Yes, imagine. We would be so occupied attempting to decipher these words there would be no time or energy for war or other lifeless things.

Let’s try it.

Laurita Hayes

The Bible is unique among all books in that the words can come alive in our souls, minds and lives. Every person that comes in faith to the Book brings a different perspective and a different need, and every person will derive something out of it that is just for them. I do not think that means it is to be privately INTERPRETED; it means that it is to be personally applied. The Bible is alive; it is interactive; it shines through the multiplicity and the duplicity of interpreters, expositors and detractors and it speaks to the blindest and the most deceived with the clarity that only love has.

No other book comes with its own Interpreter; its own interactive Modem, and no other book can write itself into the heart in a completely unique way for each person, yet will NEVER contradict itself or cause anyone to contradict another. The perfect harmony of love permeates its pages and its followers, and to the extent that they allow it to come alive in them and to change them they will enjoy perfect harmony with others; the perfect harmony that only comes from the uniqueness of the individuality and specialness it restores in every earnest reader.

It has never ceased to amaze me that the Book that unifies is the Book that simultaneously succeeds in empowering the uniqueness of the human. Discord comes from disconnection. The Bible gives us the tools of love with which to repair the fractures but it does it by drawing out the personal experience and restoring the legitimacy of the individual that sin obliterated. I am able to harmonize with and to empower those around me to the extent that my unique identity has been restored. The Bible is a personal Book with universal application; it celebrates the personal human in the act of restoring them back to humanity.

To agonize with David is to bring our own unique agony to the common experience of what it means to be a human. We can ‘get’ the fullness of what he tried so hard to put into words by resonating – harmonizing – our own experience with his. His agony becomes real at the same rate ours does; he comes alive to us across the pages of time when we touch the cord of human sympathy within ourselves.

The valleys of dead mens’ bones are no match for the Book; countless millions have heard correctly the voice of love speaking through the human pens of long ago and have been restored to life by the words it contains.
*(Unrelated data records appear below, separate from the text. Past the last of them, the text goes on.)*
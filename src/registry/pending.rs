//! Pending-mutation ledger
//!
//! Local state is changed before the backend acknowledges a mutation. The
//! ledger records, per entity, that such a change is outstanding (`InFlight`)
//! or was rejected (`Failed`). Each `begin` hands out a ticket; only the most
//! recent ticket for an entity may settle it, so a late acknowledgment of an
//! older request is ignored.
//!
//! ```text
//! begin(k) ──▶ InFlight(t2)
//!                 │ settle(k, t1, ..) → ignored (stale)
//!                 ├ settle(k, t2, Ok)  → entry removed
//!                 └ settle(k, t2, Err) → Failed(reason)
//! ```

use crate::db::SnippetId;
use std::collections::BTreeMap;

/// The entity a mutation touches.
#[derive(Debug, Clone, PartialEq, Eq, PartialOrd, Ord, Hash)]
pub enum PendingKey {
    Snippet(SnippetId),
    Document(String),
}

#[derive(Debug, Clone, PartialEq, Eq)]
pub enum PendingState {
    InFlight,
    Failed(String),
}

/// Monotonic request ticket.
#[derive(Debug, Clone, Copy, PartialEq, Eq, PartialOrd, Ord, Hash)]
pub struct Ticket(u64);

#[derive(Debug, Default)]
pub struct PendingLedger {
    next: u64,
    entries: BTreeMap<PendingKey, (Ticket, PendingState)>,
}

impl PendingLedger {
    #[must_use]
    pub fn new() -> Self {
        Self::default()
    }

    /// Mark `key` in flight and return the ticket that may settle it.
    pub fn begin(&mut self, key: PendingKey) -> Ticket {
        self.next += 1;
        let ticket = Ticket(self.next);
        self.entries.insert(key, (ticket, PendingState::InFlight));
        ticket
    }

    /// Settle a request. Returns `false` when `ticket` is no longer the latest
    /// for `key` and nothing changed.
    pub fn settle(&mut self, key: &PendingKey, ticket: Ticket, outcome: Result<(), String>) -> bool {
        match self.entries.get(key) {
            Some((latest, _)) if *latest == ticket => {}
            _ => {
                tracing::debug!(?key, ?ticket, "ignoring stale acknowledgment");
                return false;
            }
        }

        match outcome {
            Ok(()) => {
                self.entries.remove(key);
            }
            Err(reason) => {
                tracing::warn!(?key, %reason, "local state diverges from backend");
                self.entries.insert(key.clone(), (ticket, PendingState::Failed(reason)));
            }
        }
        true
    }

    #[must_use]
    pub fn state(&self, key: &PendingKey) -> Option<&PendingState> {
        self.entries.get(key).map(|(_, state)| state)
    }

    /// Drop the marker for an entity that no longer exists locally.
    pub fn forget(&mut self, key: &PendingKey) {
        self.entries.remove(key);
    }

    #[must_use]
    pub fn is_empty(&self) -> bool {
        self.entries.is_empty()
    }

    #[must_use]
    pub fn snapshot(&self) -> BTreeMap<PendingKey, PendingState> {
        self.entries
            .iter()
            .map(|(key, (_, state))| (key.clone(), state.clone()))
            .collect()
    }
}

#[cfg(test)]
mod tests {
    use super::*;

    #[test]
    fn test_success_clears_marker() {
        let mut ledger = PendingLedger::new();
        let key = PendingKey::Snippet(1);
        let ticket = ledger.begin(key.clone());

        assert_eq!(ledger.state(&key), Some(&PendingState::InFlight));
        assert!(ledger.settle(&key, ticket, Ok(())));
        assert!(ledger.is_empty());
    }

    #[test]
    fn test_failure_keeps_marker() {
        let mut ledger = PendingLedger::new();
        let key = PendingKey::Document("todo".into());
        let ticket = ledger.begin(key.clone());

        ledger.settle(&key, ticket, Err("offline".into()));
        assert_eq!(ledger.state(&key), Some(&PendingState::Failed("offline".into())));
    }

    #[test]
    fn test_stale_ticket_ignored() {
        let mut ledger = PendingLedger::new();
        let key = PendingKey::Snippet(7);
        let first = ledger.begin(key.clone());
        let second = ledger.begin(key.clone());

        assert!(!ledger.settle(&key, first, Err("late failure".into())));
        assert_eq!(ledger.state(&key), Some(&PendingState::InFlight));

        assert!(ledger.settle(&key, second, Ok(())));
        assert!(ledger.state(&key).is_none());
    }

    #[test]
    fn test_tickets_are_monotonic() {
        let mut ledger = PendingLedger::new();
        let a = ledger.begin(PendingKey::Snippet(1));
        let b = ledger.begin(PendingKey::Snippet(2));
        assert!(b > a);
    }
}
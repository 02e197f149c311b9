//! Presentation seam
//!
//! The registry never draws anything itself. After each change it hands a
//! [`RegistryView`](crate::registry::RegistryView) snapshot to a
//! [`Presenter`], and failures travel the same way as [`Notice`]s.
//!
//! ```text
//! ┌──────────────────────────────┐
//! │  ViewSynchronizer            │
//! └──────────────┬───────────────┘
//!                │ render / notify
//!                ▼
//! ┌──────────────────────────────┐
//! │  Presenter                   │
//! │  - TerminalPresenter (CLI)   │
//! │  - RecordingPresenter (test) │
//! └──────────────────────────────┘
//! ```

mod traits;

pub mod mock;
pub mod output;

pub use mock::RecordingPresenter;
pub use output::TerminalPresenter;
pub use traits::{Notice, PlainRenderer, Presenter, SnippetRenderer};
That Book is written on every heart in a unique way that only that heart can read, for the Writer is still writing it in you and in me. Halleluah!

Richard A. Bridgan

Imagine…

Mark Parry

We can fill our cisterns with refreshing waters from study, fellowship, etc but eventually even vast cisterns grow stagnant. It is the living waters, that flows continually through the spirit that bring consistent and reliable refreshment. It is the word enlivend by the spirit, the fellowship saturated with “the Presence ” that refreshes. My wife and I for many years would say we are like the Bedouin who can walk for miles and even cross “the Anvill” on a few mouthfulls of living water. When you taste the real thing the water that is mixed, stagnant or utherwise corupted simply will not satisfy. Yet to realize it is in the Presence that we have life and that to the full helps one choose to get off the shore and into the river…Yeshua is the river, the Spirit is the way. The Father is the author of it all.

Jerry and Lisa

“David’s cry is for both homes, the one where we are embodied and the one we borrowed from His spirit. We will have to find comfort for both bāśār and nepeš. Water for one without the other leaves us just as parched and desperate. Whatever God must do, He must do it for both.”

WEARY/ EXHAUSTED – A couple of weeks ago, my 90 year old mother, Shirley, finished “the race” set before her. She had been happily married for 70 years to one and only one man, Stephen, my father, who continues to press on, now relatively by himself, in his life of faith. She had 6 children, 4 daughters-in-law, 10 grandchildren, 8 great grandchildren, and two more on the way. Also, she survived all of her own younger siblings and almost all of her own peers, and left behind a myriad of people whom she had made to feel as though they were her favorite one, whom she had touched with her hugs and with her deep, strong, and steady life of faith, love, compassion, daily prayers, and sense of humor.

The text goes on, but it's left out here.